» Task:
One part of the entries below is wanted: the lines from the one containing "repository 3ca89b9bddbb75e7" through the one containing "impl MediaElement for". Write those out exactly and nothing else.
*** Stored data ***
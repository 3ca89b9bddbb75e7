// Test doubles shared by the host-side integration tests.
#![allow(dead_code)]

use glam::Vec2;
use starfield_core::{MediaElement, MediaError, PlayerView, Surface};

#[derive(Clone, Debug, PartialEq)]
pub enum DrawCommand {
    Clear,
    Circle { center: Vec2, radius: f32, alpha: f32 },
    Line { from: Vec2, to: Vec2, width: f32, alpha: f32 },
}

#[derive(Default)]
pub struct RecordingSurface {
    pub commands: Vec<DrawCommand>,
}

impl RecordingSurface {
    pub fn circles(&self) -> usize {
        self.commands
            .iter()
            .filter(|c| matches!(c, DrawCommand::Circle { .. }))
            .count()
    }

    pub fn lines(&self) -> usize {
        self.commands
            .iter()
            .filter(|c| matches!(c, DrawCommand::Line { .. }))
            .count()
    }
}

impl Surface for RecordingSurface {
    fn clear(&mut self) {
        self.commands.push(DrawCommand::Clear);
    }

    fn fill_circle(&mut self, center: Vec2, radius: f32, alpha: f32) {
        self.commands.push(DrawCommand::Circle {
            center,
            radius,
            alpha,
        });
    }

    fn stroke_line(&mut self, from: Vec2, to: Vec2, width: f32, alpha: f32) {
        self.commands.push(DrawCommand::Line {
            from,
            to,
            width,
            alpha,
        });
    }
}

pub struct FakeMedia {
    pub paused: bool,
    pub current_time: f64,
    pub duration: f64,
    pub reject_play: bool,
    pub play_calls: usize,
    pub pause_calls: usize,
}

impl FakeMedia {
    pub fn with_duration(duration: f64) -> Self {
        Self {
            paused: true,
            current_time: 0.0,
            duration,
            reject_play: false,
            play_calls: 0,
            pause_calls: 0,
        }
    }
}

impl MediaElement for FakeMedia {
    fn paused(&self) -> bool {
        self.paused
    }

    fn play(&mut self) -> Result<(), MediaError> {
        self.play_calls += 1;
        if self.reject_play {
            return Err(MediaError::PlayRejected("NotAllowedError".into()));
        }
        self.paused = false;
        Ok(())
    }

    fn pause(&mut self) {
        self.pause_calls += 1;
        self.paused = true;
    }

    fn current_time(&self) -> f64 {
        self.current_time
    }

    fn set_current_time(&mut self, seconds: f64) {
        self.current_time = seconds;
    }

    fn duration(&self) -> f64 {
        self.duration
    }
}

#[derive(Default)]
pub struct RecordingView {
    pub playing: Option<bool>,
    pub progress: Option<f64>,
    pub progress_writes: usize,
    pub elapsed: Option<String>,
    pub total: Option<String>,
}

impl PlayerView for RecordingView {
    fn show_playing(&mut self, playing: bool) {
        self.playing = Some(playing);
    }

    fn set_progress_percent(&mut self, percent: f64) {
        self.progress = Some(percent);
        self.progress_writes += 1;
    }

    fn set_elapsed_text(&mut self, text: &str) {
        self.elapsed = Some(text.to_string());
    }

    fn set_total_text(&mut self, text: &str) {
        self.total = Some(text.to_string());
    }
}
***
*** Stored data ***
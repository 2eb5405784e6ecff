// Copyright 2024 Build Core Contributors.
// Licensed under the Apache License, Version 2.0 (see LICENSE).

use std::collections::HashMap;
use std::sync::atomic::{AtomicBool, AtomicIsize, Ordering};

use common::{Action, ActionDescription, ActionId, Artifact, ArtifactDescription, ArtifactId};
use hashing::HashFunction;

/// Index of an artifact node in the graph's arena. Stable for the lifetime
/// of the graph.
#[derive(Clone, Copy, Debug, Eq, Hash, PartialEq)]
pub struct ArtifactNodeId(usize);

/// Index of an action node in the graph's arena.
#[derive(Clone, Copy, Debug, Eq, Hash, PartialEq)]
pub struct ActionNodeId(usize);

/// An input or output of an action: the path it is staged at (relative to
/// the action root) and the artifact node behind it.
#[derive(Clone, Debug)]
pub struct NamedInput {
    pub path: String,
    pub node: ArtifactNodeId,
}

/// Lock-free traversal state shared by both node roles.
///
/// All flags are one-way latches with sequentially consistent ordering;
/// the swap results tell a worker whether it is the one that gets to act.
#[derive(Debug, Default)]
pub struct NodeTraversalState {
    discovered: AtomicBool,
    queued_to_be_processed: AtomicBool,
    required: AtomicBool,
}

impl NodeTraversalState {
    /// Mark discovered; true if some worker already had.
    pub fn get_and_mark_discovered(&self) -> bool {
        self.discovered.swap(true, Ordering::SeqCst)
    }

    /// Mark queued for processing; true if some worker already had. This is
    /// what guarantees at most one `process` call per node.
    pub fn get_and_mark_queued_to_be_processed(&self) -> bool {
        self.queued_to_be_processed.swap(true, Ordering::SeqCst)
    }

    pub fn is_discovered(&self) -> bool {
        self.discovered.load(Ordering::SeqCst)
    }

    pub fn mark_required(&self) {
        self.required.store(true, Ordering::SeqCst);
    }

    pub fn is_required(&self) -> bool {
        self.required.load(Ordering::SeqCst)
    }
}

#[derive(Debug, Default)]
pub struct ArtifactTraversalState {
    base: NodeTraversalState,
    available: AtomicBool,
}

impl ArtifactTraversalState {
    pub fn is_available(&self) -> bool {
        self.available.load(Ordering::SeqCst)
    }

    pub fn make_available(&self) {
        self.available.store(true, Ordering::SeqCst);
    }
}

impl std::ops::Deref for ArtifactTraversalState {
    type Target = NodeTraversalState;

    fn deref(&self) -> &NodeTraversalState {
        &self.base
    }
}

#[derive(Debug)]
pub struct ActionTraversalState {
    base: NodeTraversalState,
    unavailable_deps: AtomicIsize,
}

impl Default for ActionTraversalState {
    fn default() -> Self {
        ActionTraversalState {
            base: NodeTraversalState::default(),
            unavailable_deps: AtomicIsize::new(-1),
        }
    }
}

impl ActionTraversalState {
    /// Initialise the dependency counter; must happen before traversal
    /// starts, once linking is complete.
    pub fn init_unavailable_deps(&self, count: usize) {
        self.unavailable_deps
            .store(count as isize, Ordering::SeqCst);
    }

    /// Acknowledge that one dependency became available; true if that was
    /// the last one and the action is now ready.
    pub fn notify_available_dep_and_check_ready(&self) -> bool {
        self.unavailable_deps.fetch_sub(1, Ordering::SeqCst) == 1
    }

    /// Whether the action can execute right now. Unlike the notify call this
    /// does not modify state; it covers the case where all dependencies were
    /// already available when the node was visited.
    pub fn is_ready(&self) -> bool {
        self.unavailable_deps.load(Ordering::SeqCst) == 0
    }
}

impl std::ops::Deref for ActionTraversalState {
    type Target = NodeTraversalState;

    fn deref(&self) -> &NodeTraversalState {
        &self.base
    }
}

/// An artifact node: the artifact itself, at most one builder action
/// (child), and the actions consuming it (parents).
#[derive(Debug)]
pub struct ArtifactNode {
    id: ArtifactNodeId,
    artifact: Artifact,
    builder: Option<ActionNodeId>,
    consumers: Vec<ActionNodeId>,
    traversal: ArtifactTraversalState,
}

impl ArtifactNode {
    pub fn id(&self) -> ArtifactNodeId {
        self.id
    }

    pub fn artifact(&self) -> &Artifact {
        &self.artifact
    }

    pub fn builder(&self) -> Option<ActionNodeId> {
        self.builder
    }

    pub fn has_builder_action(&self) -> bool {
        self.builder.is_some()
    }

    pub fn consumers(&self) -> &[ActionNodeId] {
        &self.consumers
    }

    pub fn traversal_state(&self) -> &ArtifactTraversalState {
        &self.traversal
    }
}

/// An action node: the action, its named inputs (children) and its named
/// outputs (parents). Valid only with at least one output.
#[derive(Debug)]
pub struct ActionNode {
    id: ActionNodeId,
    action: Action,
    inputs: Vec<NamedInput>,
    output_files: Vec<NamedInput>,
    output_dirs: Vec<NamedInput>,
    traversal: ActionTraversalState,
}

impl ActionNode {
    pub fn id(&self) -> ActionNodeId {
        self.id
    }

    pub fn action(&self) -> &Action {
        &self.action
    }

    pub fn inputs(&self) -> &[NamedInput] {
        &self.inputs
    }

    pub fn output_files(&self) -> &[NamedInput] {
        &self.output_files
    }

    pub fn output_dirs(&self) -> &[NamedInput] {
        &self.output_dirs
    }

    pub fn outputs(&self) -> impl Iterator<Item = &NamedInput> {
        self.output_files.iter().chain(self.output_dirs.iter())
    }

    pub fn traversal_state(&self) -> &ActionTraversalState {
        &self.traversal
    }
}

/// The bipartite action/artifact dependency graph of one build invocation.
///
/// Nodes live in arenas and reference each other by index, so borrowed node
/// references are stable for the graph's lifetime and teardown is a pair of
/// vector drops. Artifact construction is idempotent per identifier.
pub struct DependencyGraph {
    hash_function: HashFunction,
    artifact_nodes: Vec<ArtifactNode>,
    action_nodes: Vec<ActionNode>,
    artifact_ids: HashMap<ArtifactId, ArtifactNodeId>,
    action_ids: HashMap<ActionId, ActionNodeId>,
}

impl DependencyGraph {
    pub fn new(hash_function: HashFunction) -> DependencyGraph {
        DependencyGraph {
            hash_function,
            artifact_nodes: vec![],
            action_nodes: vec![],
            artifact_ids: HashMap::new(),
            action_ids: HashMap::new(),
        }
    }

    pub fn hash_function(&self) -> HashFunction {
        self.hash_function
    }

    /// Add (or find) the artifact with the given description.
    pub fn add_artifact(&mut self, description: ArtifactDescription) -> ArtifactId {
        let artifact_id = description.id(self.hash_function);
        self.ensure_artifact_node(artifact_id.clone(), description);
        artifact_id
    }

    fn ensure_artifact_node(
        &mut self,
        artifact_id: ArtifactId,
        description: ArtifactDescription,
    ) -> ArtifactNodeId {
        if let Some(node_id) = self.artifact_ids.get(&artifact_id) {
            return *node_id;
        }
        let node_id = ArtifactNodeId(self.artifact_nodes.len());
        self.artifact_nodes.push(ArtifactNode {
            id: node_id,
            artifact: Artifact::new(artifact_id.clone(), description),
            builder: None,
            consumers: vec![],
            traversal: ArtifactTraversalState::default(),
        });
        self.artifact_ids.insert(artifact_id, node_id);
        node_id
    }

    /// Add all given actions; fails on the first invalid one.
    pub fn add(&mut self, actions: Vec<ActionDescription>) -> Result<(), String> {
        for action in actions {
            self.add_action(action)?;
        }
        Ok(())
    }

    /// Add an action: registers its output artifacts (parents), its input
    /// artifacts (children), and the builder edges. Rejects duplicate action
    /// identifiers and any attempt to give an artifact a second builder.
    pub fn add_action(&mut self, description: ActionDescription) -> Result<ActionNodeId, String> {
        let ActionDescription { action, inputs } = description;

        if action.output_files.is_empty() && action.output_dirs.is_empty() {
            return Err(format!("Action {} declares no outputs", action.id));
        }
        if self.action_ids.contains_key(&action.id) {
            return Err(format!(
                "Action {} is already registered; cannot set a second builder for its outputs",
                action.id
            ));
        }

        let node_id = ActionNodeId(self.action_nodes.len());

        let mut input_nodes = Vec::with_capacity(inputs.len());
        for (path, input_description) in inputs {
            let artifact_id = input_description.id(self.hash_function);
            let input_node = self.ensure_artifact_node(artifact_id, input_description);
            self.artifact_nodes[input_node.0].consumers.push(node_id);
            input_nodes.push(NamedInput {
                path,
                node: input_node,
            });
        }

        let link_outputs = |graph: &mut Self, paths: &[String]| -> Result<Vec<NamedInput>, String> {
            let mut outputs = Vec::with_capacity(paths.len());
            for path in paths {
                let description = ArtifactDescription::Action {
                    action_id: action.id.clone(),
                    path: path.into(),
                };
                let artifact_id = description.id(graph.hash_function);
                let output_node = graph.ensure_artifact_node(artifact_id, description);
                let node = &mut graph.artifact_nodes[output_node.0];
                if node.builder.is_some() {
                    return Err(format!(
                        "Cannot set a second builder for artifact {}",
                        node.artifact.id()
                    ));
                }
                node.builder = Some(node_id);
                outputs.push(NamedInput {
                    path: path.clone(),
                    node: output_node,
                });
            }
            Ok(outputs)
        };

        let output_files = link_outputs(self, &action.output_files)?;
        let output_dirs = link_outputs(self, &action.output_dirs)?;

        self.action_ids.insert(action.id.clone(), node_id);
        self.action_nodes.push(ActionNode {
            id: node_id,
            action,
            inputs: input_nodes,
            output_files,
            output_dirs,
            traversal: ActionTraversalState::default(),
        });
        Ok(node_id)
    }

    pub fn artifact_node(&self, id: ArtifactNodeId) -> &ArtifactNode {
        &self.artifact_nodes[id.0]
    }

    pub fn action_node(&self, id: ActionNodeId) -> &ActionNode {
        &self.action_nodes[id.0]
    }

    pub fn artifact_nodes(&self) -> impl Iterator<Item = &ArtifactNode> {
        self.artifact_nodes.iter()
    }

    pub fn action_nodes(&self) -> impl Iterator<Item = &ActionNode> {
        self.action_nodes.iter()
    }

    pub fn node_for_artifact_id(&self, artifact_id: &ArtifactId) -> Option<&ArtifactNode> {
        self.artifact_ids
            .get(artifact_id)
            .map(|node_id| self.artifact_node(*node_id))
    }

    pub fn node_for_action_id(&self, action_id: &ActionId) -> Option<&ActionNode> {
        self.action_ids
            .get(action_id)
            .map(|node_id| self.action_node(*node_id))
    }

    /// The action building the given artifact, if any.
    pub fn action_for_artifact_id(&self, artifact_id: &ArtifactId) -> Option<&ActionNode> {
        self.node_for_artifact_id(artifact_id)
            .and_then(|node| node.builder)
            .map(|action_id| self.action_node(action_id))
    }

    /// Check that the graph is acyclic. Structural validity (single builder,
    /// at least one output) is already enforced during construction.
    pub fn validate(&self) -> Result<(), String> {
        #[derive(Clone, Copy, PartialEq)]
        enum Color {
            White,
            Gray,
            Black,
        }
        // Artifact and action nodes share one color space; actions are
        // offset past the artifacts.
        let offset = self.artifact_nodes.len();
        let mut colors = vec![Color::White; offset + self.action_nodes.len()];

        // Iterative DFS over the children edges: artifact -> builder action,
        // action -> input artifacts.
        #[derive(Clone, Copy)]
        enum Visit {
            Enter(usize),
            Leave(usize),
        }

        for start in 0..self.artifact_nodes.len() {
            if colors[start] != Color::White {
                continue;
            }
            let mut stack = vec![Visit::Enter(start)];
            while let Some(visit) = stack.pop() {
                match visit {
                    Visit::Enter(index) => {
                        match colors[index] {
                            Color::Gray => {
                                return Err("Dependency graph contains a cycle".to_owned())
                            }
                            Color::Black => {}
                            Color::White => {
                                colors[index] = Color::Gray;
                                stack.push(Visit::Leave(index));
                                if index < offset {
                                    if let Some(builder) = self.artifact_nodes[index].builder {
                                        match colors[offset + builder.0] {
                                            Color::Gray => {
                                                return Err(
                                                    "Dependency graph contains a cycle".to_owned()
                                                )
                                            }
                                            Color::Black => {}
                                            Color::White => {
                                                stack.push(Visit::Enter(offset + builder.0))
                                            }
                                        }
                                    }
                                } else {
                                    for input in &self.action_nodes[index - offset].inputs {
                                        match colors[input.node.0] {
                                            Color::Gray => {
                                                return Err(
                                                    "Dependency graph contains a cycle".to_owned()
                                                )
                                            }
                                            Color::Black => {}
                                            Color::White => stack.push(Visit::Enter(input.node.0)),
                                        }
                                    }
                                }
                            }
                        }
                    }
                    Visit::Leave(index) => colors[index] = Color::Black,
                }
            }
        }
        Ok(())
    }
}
***
» Exercise output:
repository 3ca89b9bddbb75e7
// Test doubles shared by the host-side integration tests.
#![allow(dead_code)]

use glam::Vec2;
use starfield_core::{MediaElement, MediaError, PlayerView, Surface};

#[derive(Clone, Debug, PartialEq)]
pub enum DrawCommand {
    Clear,
    Circle { center: Vec2, radius: f32, alpha: f32 },
    Line { from: Vec2, to: Vec2, width: f32, alpha: f32 },
}

#[derive(Default)]
pub struct RecordingSurface {
    pub commands: Vec<DrawCommand>,
}

impl RecordingSurface {
    pub fn circles(&self) -> usize {
        self.commands
            .iter()
            .filter(|c| matches!(c, DrawCommand::Circle { .. }))
            .count()
    }

    pub fn lines(&self) -> usize {
        self.commands
            .iter()
            .filter(|c| matches!(c, DrawCommand::Line { .. }))
            .count()
    }
}

impl Surface for RecordingSurface {
    fn clear(&mut self) {
        self.commands.push(DrawCommand::Clear);
    }

    fn fill_circle(&mut self, center: Vec2, radius: f32, alpha: f32) {
        self.commands.push(DrawCommand::Circle {
            center,
            radius,
            alpha,
        });
    }

    fn stroke_line(&mut self, from: Vec2, to: Vec2, width: f32, alpha: f32) {
        self.commands.push(DrawCommand::Line {
            from,
            to,
            width,
            alpha,
        });
    }
}

pub struct FakeMedia {
    pub paused: bool,
    pub current_time: f64,
    pub duration: f64,
    pub reject_play: bool,
    pub play_calls: usize,
    pub pause_calls: usize,
}

impl FakeMedia {
    pub fn with_duration(duration: f64) -> Self {
        Self {
            paused: true,
            current_time: 0.0,
            duration,
            reject_play: false,
            play_calls: 0,
            pause_calls: 0,
        }
    }
}

impl MediaElement for FakeMedia {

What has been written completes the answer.